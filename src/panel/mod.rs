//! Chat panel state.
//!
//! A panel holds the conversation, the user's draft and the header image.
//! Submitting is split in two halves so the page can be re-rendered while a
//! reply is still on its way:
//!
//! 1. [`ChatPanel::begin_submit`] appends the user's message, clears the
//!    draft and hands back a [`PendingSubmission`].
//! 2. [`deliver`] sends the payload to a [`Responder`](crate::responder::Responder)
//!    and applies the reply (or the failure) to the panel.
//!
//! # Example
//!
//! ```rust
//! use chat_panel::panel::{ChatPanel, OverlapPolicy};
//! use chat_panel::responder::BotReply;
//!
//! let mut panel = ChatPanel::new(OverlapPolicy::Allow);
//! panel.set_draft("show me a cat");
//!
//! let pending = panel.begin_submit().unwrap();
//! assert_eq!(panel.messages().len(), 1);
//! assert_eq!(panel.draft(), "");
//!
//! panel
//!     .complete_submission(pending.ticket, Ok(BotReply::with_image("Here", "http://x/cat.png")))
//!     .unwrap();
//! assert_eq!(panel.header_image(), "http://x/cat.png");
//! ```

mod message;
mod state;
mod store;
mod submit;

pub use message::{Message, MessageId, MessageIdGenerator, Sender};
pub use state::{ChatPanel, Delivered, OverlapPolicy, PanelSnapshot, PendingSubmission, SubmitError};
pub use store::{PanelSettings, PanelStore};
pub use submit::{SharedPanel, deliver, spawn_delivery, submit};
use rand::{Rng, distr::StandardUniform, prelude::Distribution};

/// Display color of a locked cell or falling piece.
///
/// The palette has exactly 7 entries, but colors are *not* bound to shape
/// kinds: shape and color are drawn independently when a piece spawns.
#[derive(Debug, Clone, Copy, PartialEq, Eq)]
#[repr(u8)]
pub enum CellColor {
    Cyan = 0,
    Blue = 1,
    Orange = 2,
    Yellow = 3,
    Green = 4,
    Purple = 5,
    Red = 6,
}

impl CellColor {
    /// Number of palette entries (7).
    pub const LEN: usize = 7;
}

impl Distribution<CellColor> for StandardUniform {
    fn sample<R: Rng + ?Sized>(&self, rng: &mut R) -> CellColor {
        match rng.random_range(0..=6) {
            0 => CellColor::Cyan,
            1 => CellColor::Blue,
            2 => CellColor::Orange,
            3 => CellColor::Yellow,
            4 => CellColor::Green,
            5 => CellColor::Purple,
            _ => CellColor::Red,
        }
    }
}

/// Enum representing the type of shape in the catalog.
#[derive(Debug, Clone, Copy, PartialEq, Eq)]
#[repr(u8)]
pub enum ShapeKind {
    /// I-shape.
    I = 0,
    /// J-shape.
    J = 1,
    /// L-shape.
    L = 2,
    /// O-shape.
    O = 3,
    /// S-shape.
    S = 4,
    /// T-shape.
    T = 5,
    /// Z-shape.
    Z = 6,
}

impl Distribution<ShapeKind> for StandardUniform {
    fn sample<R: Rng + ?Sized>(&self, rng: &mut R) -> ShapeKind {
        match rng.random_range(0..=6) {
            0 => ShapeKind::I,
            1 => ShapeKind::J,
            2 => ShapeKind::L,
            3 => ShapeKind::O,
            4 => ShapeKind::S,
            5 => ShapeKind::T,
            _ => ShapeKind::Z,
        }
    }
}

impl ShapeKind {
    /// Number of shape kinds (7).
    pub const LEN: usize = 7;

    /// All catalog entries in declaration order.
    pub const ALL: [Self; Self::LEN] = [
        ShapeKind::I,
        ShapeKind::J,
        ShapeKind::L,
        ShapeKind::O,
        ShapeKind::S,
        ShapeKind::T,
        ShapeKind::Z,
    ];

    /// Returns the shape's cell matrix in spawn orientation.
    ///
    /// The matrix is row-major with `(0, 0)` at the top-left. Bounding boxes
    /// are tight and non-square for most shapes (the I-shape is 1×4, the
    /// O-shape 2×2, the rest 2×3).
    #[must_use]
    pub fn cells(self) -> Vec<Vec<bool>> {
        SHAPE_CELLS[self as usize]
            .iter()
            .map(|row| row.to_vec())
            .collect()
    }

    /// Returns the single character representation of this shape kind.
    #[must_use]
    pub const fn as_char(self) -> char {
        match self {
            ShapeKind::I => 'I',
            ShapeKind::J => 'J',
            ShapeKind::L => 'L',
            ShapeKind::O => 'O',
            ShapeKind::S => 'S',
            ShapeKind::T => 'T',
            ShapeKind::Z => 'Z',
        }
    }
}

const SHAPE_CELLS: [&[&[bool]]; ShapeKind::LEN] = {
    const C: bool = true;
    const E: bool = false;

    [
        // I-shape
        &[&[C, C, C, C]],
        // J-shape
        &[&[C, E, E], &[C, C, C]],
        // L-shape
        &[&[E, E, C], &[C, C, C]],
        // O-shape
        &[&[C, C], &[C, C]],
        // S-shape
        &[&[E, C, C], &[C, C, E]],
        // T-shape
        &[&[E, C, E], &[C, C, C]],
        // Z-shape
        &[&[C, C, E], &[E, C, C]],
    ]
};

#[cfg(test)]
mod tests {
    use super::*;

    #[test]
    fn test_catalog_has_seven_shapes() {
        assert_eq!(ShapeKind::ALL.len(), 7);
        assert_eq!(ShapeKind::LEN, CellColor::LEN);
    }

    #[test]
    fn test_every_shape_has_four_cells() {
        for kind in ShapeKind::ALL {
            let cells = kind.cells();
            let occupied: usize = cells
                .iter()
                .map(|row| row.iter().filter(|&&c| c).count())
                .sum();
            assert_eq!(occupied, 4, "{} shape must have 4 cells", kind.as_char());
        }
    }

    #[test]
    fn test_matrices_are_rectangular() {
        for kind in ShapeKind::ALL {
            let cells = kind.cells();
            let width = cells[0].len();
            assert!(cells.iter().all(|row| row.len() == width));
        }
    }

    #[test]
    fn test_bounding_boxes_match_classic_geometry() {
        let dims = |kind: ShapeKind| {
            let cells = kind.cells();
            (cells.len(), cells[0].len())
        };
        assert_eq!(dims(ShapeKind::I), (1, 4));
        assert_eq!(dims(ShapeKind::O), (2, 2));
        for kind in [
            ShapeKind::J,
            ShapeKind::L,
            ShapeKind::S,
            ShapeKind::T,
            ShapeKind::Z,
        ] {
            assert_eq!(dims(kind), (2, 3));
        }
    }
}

• **TASK PROMPT**
The number of lines in the records that include "impl" is what is needed, with no other words.

• **ANSWER TO THE EXERCISE**
4